◆ **What the task asks**: The listing below should be written out exactly; please include all of it.

········

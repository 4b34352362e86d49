use serde::{Deserialize, Serialize};
use serde_json::Value;
use serde_with::{DefaultOnNull, serde_as};

#[derive(Clone, Deserialize, Serialize, Debug)]
pub(crate) struct AccountInformationResponse {
    pub user: AccountInformation,
}

#[serde_as]
#[derive(Clone, Deserialize, Serialize, Debug, Default)]
pub struct AccountInformation {
    pub wallet: i64, // Balance in minor units
    #[serde(default)]
    #[serde_as(deserialize_as = "DefaultOnNull")]
    pub id: String,
    #[serde(default)]
    #[serde_as(deserialize_as = "DefaultOnNull")]
    pub user_id: String,
    #[serde(default)]
    #[serde_as(deserialize_as = "DefaultOnNull")]
    pub id64: String,
    #[serde(default)]
    #[serde_as(deserialize_as = "DefaultOnNull")]
    pub btc_wallet: String,
    #[serde(default)]
    #[serde_as(deserialize_as = "DefaultOnNull")]
    pub usdt_wallet: String,
    #[serde(default)]
    #[serde_as(deserialize_as = "DefaultOnNull")]
    pub eth_wallet: String,
    #[serde(default)]
    #[serde_as(deserialize_as = "DefaultOnNull")]
    pub avatar: String,
    #[serde(default)]
    pub proxy: Value,
    #[serde(default)]
    #[serde_as(deserialize_as = "DefaultOnNull")]
    pub rank: i64,
    #[serde(default)]
    #[serde_as(deserialize_as = "DefaultOnNull")]
    pub shop: String,
    #[serde(rename = "ref", default)]
    pub referral: Value,
    #[serde(default)]
    #[serde_as(deserialize_as = "DefaultOnNull")]
    pub name: String,
    #[serde(default)]
    #[serde_as(deserialize_as = "DefaultOnNull")]
    pub sell_status: bool,
    #[serde(default)]
    #[serde_as(deserialize_as = "DefaultOnNull")]
    pub sell_fees: f64,
    #[serde(default)]
    #[serde_as(deserialize_as = "DefaultOnNull")]
    pub can_p2p: bool,
    #[serde(default)]
    #[serde_as(deserialize_as = "DefaultOnNull")]
    pub login: String,
    #[serde(default)]
    #[serde_as(deserialize_as = "DefaultOnNull")]
    pub tradelink: String,
}

/// Trade link as normalized by the service after `set_tradelink`
#[serde_as]
#[derive(Clone, Deserialize, Serialize, Debug, Default)]
pub struct TradelinkInfo {
    #[serde(default)]
    #[serde_as(deserialize_as = "DefaultOnNull")]
    pub link: String,
    #[serde(default)]
    #[serde_as(deserialize_as = "DefaultOnNull")]
    pub token: String,
    #[serde(default)]
    #[serde_as(deserialize_as = "DefaultOnNull")]
    pub steamid32: String,
}

#[serde_as]
#[derive(Clone, Deserialize, Serialize, Debug, Default)]
pub struct TradelinkCheck {
    #[serde(default)]
    #[serde_as(deserialize_as = "DefaultOnNull")]
    pub msg: String,
    #[serde(default)]
    pub info: Value,
    #[serde(default)]
    #[serde_as(deserialize_as = "DefaultOnNull")]
    pub link: String,
    #[serde(default)]
    #[serde_as(deserialize_as = "DefaultOnNull")]
    pub token: String,
    #[serde(default)]
    #[serde_as(deserialize_as = "DefaultOnNull")]
    pub steamid32: String,
    #[serde(default)]
    #[serde_as(deserialize_as = "DefaultOnNull")]
    pub steamid64: String,
}

#[serde_as]
#[derive(Clone, Copy, Deserialize, Debug, Default)]
pub(crate) struct InventoryReload {
    #[serde(default)]
    #[serde_as(deserialize_as = "DefaultOnNull")]
    pub total_inventory_count: u64,
}
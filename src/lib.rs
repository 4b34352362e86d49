pub mod types;
pub mod error;
pub mod client;
pub mod utils;

pub use client::{Authenticated, Client, ClientConfig, Unauthenticated};
pub use error::{ApiError, BatchLimit, Result};

#[cfg(test)]
mod tests;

········

◆ **Answer section**:
repository 4b34352362e86d49
use serde::{Deserialize, Serialize};
use serde_json::Value;
use serde_with::{DefaultOnNull, serde_as};

#[derive(Clone, Deserialize, Serialize, Debug)]
pub(crate) struct AccountInformationResponse {
    pub user: AccountInformation,
}

#[serde_as]
#[derive(Clone, Deserialize, Serialize, Debug, Default)]
pub struct AccountInformation {
    pub wallet: i64, // Balance in minor units
    #[serde(default)]
    #[serde_as(deserialize_as = "DefaultOnNull")]
    pub id: String,
    #[serde(default)]
    #[serde_as(deserialize_as = "DefaultOnNull")]
    pub user_id: String,
    #[serde(default)]
    #[serde_as(deserialize_as = "DefaultOnNull")]
    pub id64: String,
    #[serde(default)]
    #[serde_as(deserialize_as = "DefaultOnNull")]
    pub btc_wallet: String,
    #[serde(default)]
    #[serde_as(deserialize_as = "DefaultOnNull")]
    pub usdt_wallet: String,
    #[serde(default)]
    #[serde_as(deserialize_as = "DefaultOnNull")]
    pub eth_wallet: String,
    #[serde(default)]
    #[serde_as(deserialize_as = "DefaultOnNull")]
    pub avatar: String,
    #[serde(default)]
    pub proxy: Value,
    #[serde(default)]
    #[serde_as(deserialize_as = "DefaultOnNull")]
    pub rank: i64,
    #[serde(default)]
    #[serde_as(deserialize_as = "DefaultOnNull")]
    pub shop: String,
    #[serde(rename = "ref", default)]
    pub referral: Value,
    #[serde(default)]
    #[serde_as(deserialize_as = "DefaultOnNull")]
    pub name: String,
    #[serde(default)]
    #[serde_as(deserialize_as = "DefaultOnNull")]
    pub sell_status: bool,
    #[serde(default)]
    #[serde_as(deserialize_as = "DefaultOnNull")]
    pub sell_fees: f64,
    #[serde(default)]
    #[serde_as(deserialize_as = "DefaultOnNull")]
    pub can_p2p: bool,
    #[serde(default)]
    #[serde_as(deserialize_as = "DefaultOnNull")]
    pub login: String,
    #[serde(default)]
    #[serde_as(deserialize_as = "DefaultOnNull")]
    pub tradelink: String,
}

/// Trade link as normalized by the service after `set_tradelink`
#[serde_as]
#[derive(Clone, Deserialize, Serialize, Debug, Default)]
pub struct TradelinkInfo {
    #[serde(default)]
    #[serde_as(deserialize_as = "DefaultOnNull")]
    pub link: String,
    #[serde(default)]
    #[serde_as(deserialize_as = "DefaultOnNull")]
    pub token: String,
    #[serde(default)]
    #[serde_as(deserialize_as = "DefaultOnNull")]
    pub steamid32: String,
}

#[serde_as]
#[derive(Clone, Deserialize, Serialize, Debug, Default)]
pub struct TradelinkCheck {
    #[serde(default)]
    #[serde_as(deserialize_as = "DefaultOnNull")]
    pub msg: String,
    #[serde(default)]
    pub info: Value,
    #[serde(default)]
    #[serde_as(deserialize_as = "DefaultOnNull")]
    pub link: String,
    #[serde(default)]
    #[serde_as(deserialize_as = "DefaultOnNull")]
    pub token: String,
    #[serde(default)]
    #[serde_as(deserialize_as = "DefaultOnNull")]
    pub steamid32: String,
    #[serde(default)]
    #[serde_as(deserialize_as = "DefaultOnNull")]
    pub steamid64: String,
}

#[serde_as]
#[derive(Clone, Copy, Deserialize, Debug, Default)]
pub(crate) struct InventoryReload {
    #[serde(default)]
    #[serde_as(deserialize_as = "DefaultOnNull")]
    pub total_inventory_count: u64,
}
filename src/lib.rs
repository 4b34352362e86d49
pub mod types;
pub mod error;
pub mod client;
pub mod utils;

pub use client::{Authenticated, Client, ClientConfig, Unauthenticated};
pub use error::{ApiError, BatchLimit, Result};

#[cfg(test)]
mod tests;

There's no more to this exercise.